Bref historique du Bouddhisme japonais après Meiji

©Windbell Publications

(Suite)

La philosophie du Mûlamadhyamakâkarikâ

Les deux premiers chapitres de la Mûlamadhyamakâkarikâ contiennent un exposé fondamental de la pensée bouddhique de maître Nâgârjuna, et donnent une image assez nette de ce qu'il croyait.

(1) Affirmation de ce monde

Au début de l'ouvrage, avant le premier chapitre, maître Nâgârjuna a placé un quatrain dans lequel il établit sa compréhension des enseignements du Bouddha Gautama. Le quatrain nous montre le Bouddha Gautama prêchant pratitya samutpada, le fait que la totalité de ce que nous pouvons voir est ce monde (prapança), qui est calme (upasama et gracieux (siva).

(2) Négation de la subjectivité et de l'objectivité

Au début du premier chapitre, maître Nâgârjuna nie que la subjectivité (svata) et l'objectivité (parata) aient une vue complète sur la réalité ni qu'elles soient en elles-mêmes de réelles entités. Par subjectivité il veut dire les pensées et les idées, et par l'objectivité, il veut dire les perceptions qui proviennent des organes des sens. La civilisation occidentale nous a donné deux systèmes philosophiques majeurs : l'idéalisme et le matérialisme. La réfutation par maître Nâgârjuna de ces deux positions est une critique des doctrines qui veulent que le seul point de vue idéaliste, ou le seul point de vue matérialiste, puissent nous dire ce qu'est la réalité. L'affirmation paraît osée, mais depuis l'origine la philosophie bouddhique est connue pour réfuter ces deux points de vue extrêmes, sasvatadrsti et ucchedadrsti. Sasvatadrsti se réfère à la croyance en une âme éternelle et donc à l'éternité de ce monde, et en tant que telle est une ancienne forme indienne d'idéalisme. Ucchedadrsti se réfère à la croyance en la seule manifestation physique instantanée du monde ; elle nie l'existence autant que la valeur de la morale, et prétend que le monde n'est que la matière que nous percevons devant nous. Elle est ainsi une forme ancienne du matérialisme. C'est ce qui m'a conduit à interpréter la réfutation de la sasvatadrsti et de l'ucchedadrsti par maître Nâgârjuna dans le premier vers, en tant que critique des points de vue de l'idéalisme et du matérialisme.

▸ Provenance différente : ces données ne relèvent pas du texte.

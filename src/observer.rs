//! Delivery counters and subscriber callbacks.
//!
//! Telemetry failures never reach the caller of `track()`. Instead the
//! tracker keeps counters (readable through [`TrackerStats::snapshot`]) and
//! pushes [`TrackerSignal`]s to any subscribed callbacks.

use parking_lot::RwLock;
use std::sync::atomic::{AtomicU64, Ordering};
use std::sync::Arc;
use std::time::Duration;

use crate::error::ErrorCode;

/// Why events were permanently discarded.
#[derive(Debug, Clone, Copy, PartialEq, Eq, Hash)]
pub enum DropReason {
    /// Evicted from the head of a full queue.
    QueueOverflow,
    /// Failed more than `max_retries` times.
    RetryLimit,
    /// Final teardown delivery failed.
    Teardown,
}

impl DropReason {
    pub fn error_code(&self) -> Option<ErrorCode> {
        match self {
            DropReason::QueueOverflow => Some(ErrorCode::EventQueueOverflow),
            DropReason::RetryLimit => Some(ErrorCode::EventRetryLimit),
            DropReason::Teardown => None,
        }
    }
}

/// Notification delivered to subscribers.
#[derive(Debug, Clone, PartialEq)]
pub enum TrackerSignal {
    /// A batch was confirmed by the collector.
    Delivered { count: usize },
    /// A confirmable delivery attempt failed. `message` is sanitized.
    DeliveryFailed {
        count: usize,
        code: ErrorCode,
        message: String,
    },
    /// Events were permanently lost.
    Dropped { reason: DropReason, count: usize },
    /// Scheduled flushes are deferred for `delay`.
    RetryScheduled { delay: Duration, attempt: u32 },
    /// A batch was handed to the best-effort transport.
    BeaconDispatched { count: usize, accepted: bool },
}

pub type SignalCallback = Arc<dyn Fn(&TrackerSignal) + Send + Sync>;

/// Point-in-time copy of the tracker counters.
#[derive(Debug, Clone, Copy, Default, PartialEq, Eq)]
pub struct StatsSnapshot {
    pub tracked: u64,
    pub delivered: u64,
    pub failed_attempts: u64,
    pub retries_scheduled: u64,
    pub dropped_overflow: u64,
    pub dropped_retry_limit: u64,
    pub dropped_teardown: u64,
    pub beacon_sent: u64,
    pub pending: usize,
}

impl StatsSnapshot {
    /// Every event lost for any reason.
    pub fn dropped_total(&self) -> u64 {
        self.dropped_overflow + self.dropped_retry_limit + self.dropped_teardown
    }
}

/// Counters and subscribers shared by the tracker and its worker.
#[derive(Default)]
pub struct TrackerStats {
    tracked: AtomicU64,
    delivered: AtomicU64,
    failed_attempts: AtomicU64,
    retries_scheduled: AtomicU64,
    dropped_overflow: AtomicU64,
    dropped_retry_limit: AtomicU64,
    dropped_teardown: AtomicU64,
    beacon_sent: AtomicU64,
    subscribers: RwLock<Vec<SignalCallback>>,
}

impl TrackerStats {
    pub fn new() -> Self {
        Self::default()
    }

    pub fn subscribe(&self, callback: SignalCallback) {
        self.subscribers.write().push(callback);
    }

    pub fn subscriber_count(&self) -> usize {
        self.subscribers.read().len()
    }

    fn emit(&self, signal: TrackerSignal) {
        // Callbacks may re-enter the tracker; never call them under the lock.
        let subscribers: Vec<SignalCallback> = self.subscribers.read().clone();
        for callback in subscribers {
            callback(&signal);
        }
    }

    pub(crate) fn record_tracked(&self) {
        self.tracked.fetch_add(1, Ordering::Relaxed);
    }

    pub(crate) fn record_delivered(&self, count: usize) {
        self.delivered.fetch_add(count as u64, Ordering::Relaxed);
        self.emit(TrackerSignal::Delivered { count });
    }

    pub(crate) fn record_failure(&self, count: usize, code: ErrorCode, message: String) {
        self.failed_attempts.fetch_add(1, Ordering::Relaxed);
        self.emit(TrackerSignal::DeliveryFailed {
            count,
            code,
            message,
        });
    }

    pub(crate) fn record_retry(&self, delay: Duration, attempt: u32) {
        self.retries_scheduled.fetch_add(1, Ordering::Relaxed);
        self.emit(TrackerSignal::RetryScheduled { delay, attempt });
    }

    pub(crate) fn record_dropped(&self, reason: DropReason, count: usize) {
        if count == 0 {
            return;
        }
        let counter = match reason {
            DropReason::QueueOverflow => &self.dropped_overflow,
            DropReason::RetryLimit => &self.dropped_retry_limit,
            DropReason::Teardown => &self.dropped_teardown,
        };
        counter.fetch_add(count as u64, Ordering::Relaxed);
        match reason.error_code() {
            Some(code) => tracing::warn!("Dropped {} events [{}]", count, code),
            None => tracing::debug!("Dropped {} events during teardown", count),
        }
        self.emit(TrackerSignal::Dropped { reason, count });
    }

    pub(crate) fn record_beacon(&self, count: usize, accepted: bool) {
        self.beacon_sent.fetch_add(count as u64, Ordering::Relaxed);
        self.emit(TrackerSignal::BeaconDispatched { count, accepted });
    }

    /// Copy the counters; `pending` is supplied by the caller.
    pub fn snapshot(&self, pending: usize) -> StatsSnapshot {
        StatsSnapshot {
            tracked: self.tracked.load(Ordering::Relaxed),
            delivered: self.delivered.load(Ordering::Relaxed),
            failed_attempts: self.failed_attempts.load(Ordering::Relaxed),
            retries_scheduled: self.retries_scheduled.load(Ordering::Relaxed),
            dropped_overflow: self.dropped_overflow.load(Ordering::Relaxed),
            dropped_retry_limit: self.dropped_retry_limit.load(Ordering::Relaxed),
            dropped_teardown: self.dropped_teardown.load(Ordering::Relaxed),
            beacon_sent: self.beacon_sent.load(Ordering::Relaxed),
            pending,
        }
    }
}

impl std::fmt::Debug for TrackerStats {
    fn fmt(&self, f: &mut std::fmt::Formatter<'_>) -> std::fmt::Result {
        f.debug_struct("TrackerStats")
            .field("counters", &self.snapshot(0))
            .field("subscribers", &self.subscriber_count())
            .finish()
    }
}
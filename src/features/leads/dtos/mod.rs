mod lead_dto;

pub use lead_dto::*;
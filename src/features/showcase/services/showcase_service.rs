use chrono::{DateTime, Utc};

use crate::features::showcase::dtos::ShowcaseResponseDto;
use crate::features::showcase::models::{ShowcaseImage, ShowcaseRotation};
use crate::shared::constants::SHOWCASE_ROTATION_INTERVAL_SECS;

pub struct ShowcaseService {
    images: Vec<ShowcaseImage>,
    interval_secs: u64,
}

impl ShowcaseService {
    pub fn new() -> Self {
        Self {
            images: ShowcaseImage::catalog(),
            interval_secs: SHOWCASE_ROTATION_INTERVAL_SECS,
        }
    }

    /// Rotation as seen at `now`, counting interval ticks since the Unix epoch
    pub fn snapshot(&self, now: DateTime<Utc>) -> ShowcaseResponseDto {
        let elapsed = u64::try_from(now.timestamp()).unwrap_or(0);

        let mut rotation = ShowcaseRotation::new(self.images.len());
        rotation.advance(elapsed / self.interval_secs);

        ShowcaseResponseDto {
            interval_secs: self.interval_secs,
            current_index: rotation.current(),
            images: self.images.clone(),
        }
    }
}

impl Default for ShowcaseService {
    fn default() -> Self {
        Self::new()
    }
}
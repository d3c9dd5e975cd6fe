mod rotation;
mod showcase_image;

pub use rotation::*;
pub use showcase_image::*;
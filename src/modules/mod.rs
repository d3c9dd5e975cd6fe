//! Modules layer - Infrastructure components for external integrations
//!
//! Contains clients and adapters for external services like transactional email.

pub mod email;
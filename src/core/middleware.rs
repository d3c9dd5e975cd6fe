use axum::{
    extract::Request,
    http::{header, HeaderName, HeaderValue, StatusCode},
    middleware::Next,
    response::{IntoResponse, Response},
};
use base64::prelude::*;
use std::sync::Arc;
use tower_http::request_id::{MakeRequestId, RequestId};
use tracing::Span;
use uuid::Uuid;

/// Request ID generator using UUID v7 (time-ordered)
#[derive(Clone, Copy)]
pub struct MakeRequestUuid;

impl MakeRequestId for MakeRequestUuid {
    fn make_request_id<B>(&mut self, _request: &axum::http::Request<B>) -> Option<RequestId> {
        let id = Uuid::now_v7().to_string();
        HeaderValue::from_str(&id).ok().map(RequestId::new)
    }
}

/// Custom MakeSpan that includes request_id in the tracing span
#[derive(Clone, Debug)]
pub struct MakeSpanWithRequestId;

impl<B> tower_http::trace::MakeSpan<B> for MakeSpanWithRequestId {
    fn make_span(&mut self, request: &axum::http::Request<B>) -> Span {
        let request_id = request
            .headers()
            .get("x-request-id")
            .and_then(|v| v.to_str().ok())
            .unwrap_or("-");

        tracing::info_span!(
            "request",
            method = %request.method(),
            uri = %request.uri(),
            request_id = %request_id,
        )
    }
}

/// Security headers attached to every API response.
///
/// CORS is pinned to the single site origin, POST only, `Content-Type` only.
#[derive(Debug, Clone)]
pub struct SecurityHeaders {
    allowed_origin: HeaderValue,
}

impl SecurityHeaders {
    pub const CONTENT_SECURITY_POLICY: &'static str =
        "default-src 'self'; script-src 'none'; object-src 'none';";

    pub fn new(allowed_origin: &str) -> Result<Self, header::InvalidHeaderValue> {
        Ok(Self {
            allowed_origin: HeaderValue::from_str(allowed_origin)?,
        })
    }

    /// Header set applied to every API response, in a fixed order
    pub fn headers(&self) -> [(HeaderName, HeaderValue); 8] {
        [
            (
                header::X_CONTENT_TYPE_OPTIONS,
                HeaderValue::from_static("nosniff"),
            ),
            (header::X_FRAME_OPTIONS, HeaderValue::from_static("DENY")),
            (
                header::X_XSS_PROTECTION,
                HeaderValue::from_static("1; mode=block"),
            ),
            (
                header::REFERRER_POLICY,
                HeaderValue::from_static("strict-origin-when-cross-origin"),
            ),
            (
                header::CONTENT_SECURITY_POLICY,
                HeaderValue::from_static(Self::CONTENT_SECURITY_POLICY),
            ),
            (
                header::ACCESS_CONTROL_ALLOW_ORIGIN,
                self.allowed_origin.clone(),
            ),
            (
                header::ACCESS_CONTROL_ALLOW_METHODS,
                HeaderValue::from_static("POST"),
            ),
            (
                header::ACCESS_CONTROL_ALLOW_HEADERS,
                HeaderValue::from_static("Content-Type"),
            ),
        ]
    }
}

pub fn basic_auth_middleware(
    valid_credentials: Arc<String>,
) -> impl Fn(
    Request,
    Next,
)
    -> std::pin::Pin<Box<dyn std::future::Future<Output = Result<Response, Response>> + Send>>
       + Clone {
    move |req: Request, next: Next| {
        let credentials = valid_credentials.clone();
        Box::pin(async move {
            let auth_header = req
                .headers()
                .get(header::AUTHORIZATION)
                .and_then(|header| header.to_str().ok());

            if let Some(auth_header) = auth_header {
                if let Some(encoded) = auth_header.strip_prefix("Basic ") {
                    if let Ok(decoded) = BASE64_STANDARD.decode(encoded) {
                        if let Ok(creds) = String::from_utf8(decoded) {
                            if creds == *credentials {
                                return Ok(next.run(req).await);
                            }
                        }
                    }
                }
            }

            Err((
                StatusCode::UNAUTHORIZED,
                [(header::WWW_AUTHENTICATE, "Basic realm=\"Swagger UI\"")],
                "Unauthorized",
            )
                .into_response())
        })
    }
}
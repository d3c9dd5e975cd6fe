//! Notification templates rendered with Jinja2 syntax.
//!
//! The body layout is fixed; the subject comes from configuration and is
//! checked once at startup so a typo fails the boot instead of a submission.

use minijinja::{Environment, Value};
use thiserror::Error;

/// Template name of the plain-text lead body
pub const LEAD_BODY_TEMPLATE: &str = "lead_body.txt";

const LEAD_BODY_SOURCE: &str = "Name: {{ name }}
Email: {{ email }}
Phone: {{ phone }}
Event Date: {{ event_date }}
Message: {{ message }}";

/// Errors that can occur during template operations
#[derive(Debug, Error)]
pub enum TemplateError {
    #[error("Invalid template '{name}': {reason}")]
    Invalid { name: String, reason: String },

    #[error("Failed to render template: {0}")]
    RenderError(String),
}

/// Compiled notification templates, shared across requests
pub struct NotificationTemplates {
    env: Environment<'static>,
    subject: String,
}

impl NotificationTemplates {
    pub fn new(subject_template: &str) -> Result<Self, TemplateError> {
        let mut env = Environment::new();
        env.add_template(LEAD_BODY_TEMPLATE, LEAD_BODY_SOURCE)
            .map_err(|e| TemplateError::Invalid {
                name: LEAD_BODY_TEMPLATE.to_string(),
                reason: e.to_string(),
            })?;

        env.render_str(subject_template, minijinja::context! { name => "check" })
            .map_err(|e| TemplateError::Invalid {
                name: "subject".to_string(),
                reason: e.to_string(),
            })?;

        Ok(Self {
            env,
            subject: subject_template.to_string(),
        })
    }

    /// Render the subject line; newlines are folded so headers stay single-line
    pub fn render_subject(&self, context: &Value) -> Result<String, TemplateError> {
        let subject = self
            .env
            .render_str(&self.subject, context)
            .map_err(|e| TemplateError::RenderError(e.to_string()))?;

        Ok(subject.split_whitespace().collect::<Vec<_>>().join(" "))
    }

    pub fn render_body(&self, context: &Value) -> Result<String, TemplateError> {
        let template = self
            .env
            .get_template(LEAD_BODY_TEMPLATE)
            .map_err(|e| TemplateError::RenderError(e.to_string()))?;

        template
            .render(context)
            .map_err(|e| TemplateError::RenderError(e.to_string()))
    }
}

#[cfg(test)]
mod tests {
    use super::*;
    use minijinja::context;

    #[test]
    fn test_render_body() {
        let templates = NotificationTemplates::new("New lead: {{ name }}").unwrap();
        let body = templates
            .render_body(&context! {
                name => "Jane",
                email => "jane@example.com",
                phone => "555-0100",
                event_date => "2026-12-01",
                message => "Hello",
            })
            .unwrap();

        assert_eq!(
            body,
            "Name: Jane\nEmail: jane@example.com\nPhone: 555-0100\nEvent Date: 2026-12-01\nMessage: Hello"
        );
    }

    #[test]
    fn test_render_subject_folds_whitespace() {
        let templates = NotificationTemplates::new("New lead: {{ name }}").unwrap();
        let subject = templates
            .render_subject(&context! { name => "Jane\r\nBcc: x@example.com" })
            .unwrap();

        assert_eq!(subject, "New lead: Jane Bcc: x@example.com");
    }

    #[test]
    fn test_subject_does_not_escape_html() {
        let templates = NotificationTemplates::new("{{ name }}").unwrap();
        let subject = templates
            .render_subject(&context! { name => "Tom & Jerry" })
            .unwrap();

        assert_eq!(subject, "Tom & Jerry");
    }

    #[test]
    fn test_invalid_subject_template_rejected() {
        let result = NotificationTemplates::new("New lead: {{ name");
        assert!(matches!(result, Err(TemplateError::Invalid { .. })));
    }
}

Toutefois, ceux-ci restent les philosophies fondamentales sur lesquelles reposent nos civilisations, et réfuter leur validité semblerait ne plus rien nous laisser sur quoi nous reposer. Le Bouddhisme les réfute pourtant tous deux, et à leur place établit une philosophie fondée sur l'action, ou la réalité elle-même. Il peut sembler étrange qu'une philosophie ne se fonde pas sur l'intellect ; on pense habituellement que la philosophie ne traite que de la pensée. Il nous est presque impossible d'imaginer le contenu d'une philosophie qui ne serait pas basée sur les points de vue intellectuels de l'idéalisme ou du matérialisme. Pourtant, je suis assez sûr de moi pour affirmer que le système philosophique utilisé par le Bouddhisme est basé sur un point de vue différent de ces deux, et je voudrais souligner qu'il s'agit d'un point-clef dans la compréhension de ce qu'est le bouddhisme.

(3) Les quatre croyances

Bien que sa première partie nie que ce que nous pensons (la subjectivité) et ce que nous percevons (l'objectivité) soient des descriptions fondamentales de la réalité, maître Nâgârjuna poursuit en proclamant l'existence de quatre croyances fondamentales (pratyaya) qui les incluent toutes deux. Il les énonce comme étant : [1] hetu, la raison, [2] alambana, les cinq attributs des choses (c.-à-d., forme, son, odeur, goût et toucher), [3] anantara, sans intérieur, c'est-à-dire le moment présent, et [4] tathaivadhipateya, le vrai monde "semblable au Seigneur". Maître Nâgârjuna les définit des croyances, parce qu'avec son esprit vif, il avait remarqué que, bien que ces quatre soient des fondamentaux de la conscience humaine, il n'y a aucun moyen de prouver leur existence ; ainsi ne pouvons nous que croire qu'ils existent.

(4) L'action

Dans la quatrième partie de son premier chapitre, maître Nâgârjuna insiste sur la séparation entre l'action (kriya) et les quatre croyances (pratyaya). Il soutient que, dans nos vies réelles, l'agir est bien plus réel qu'aucune de ces quatre croyances. Des vingt-sept chapitres que contient la Mûlamadhyamakâkarikâ, quatorze (les chapitres 8 à 21) sont consacrés aux explications sur l'action.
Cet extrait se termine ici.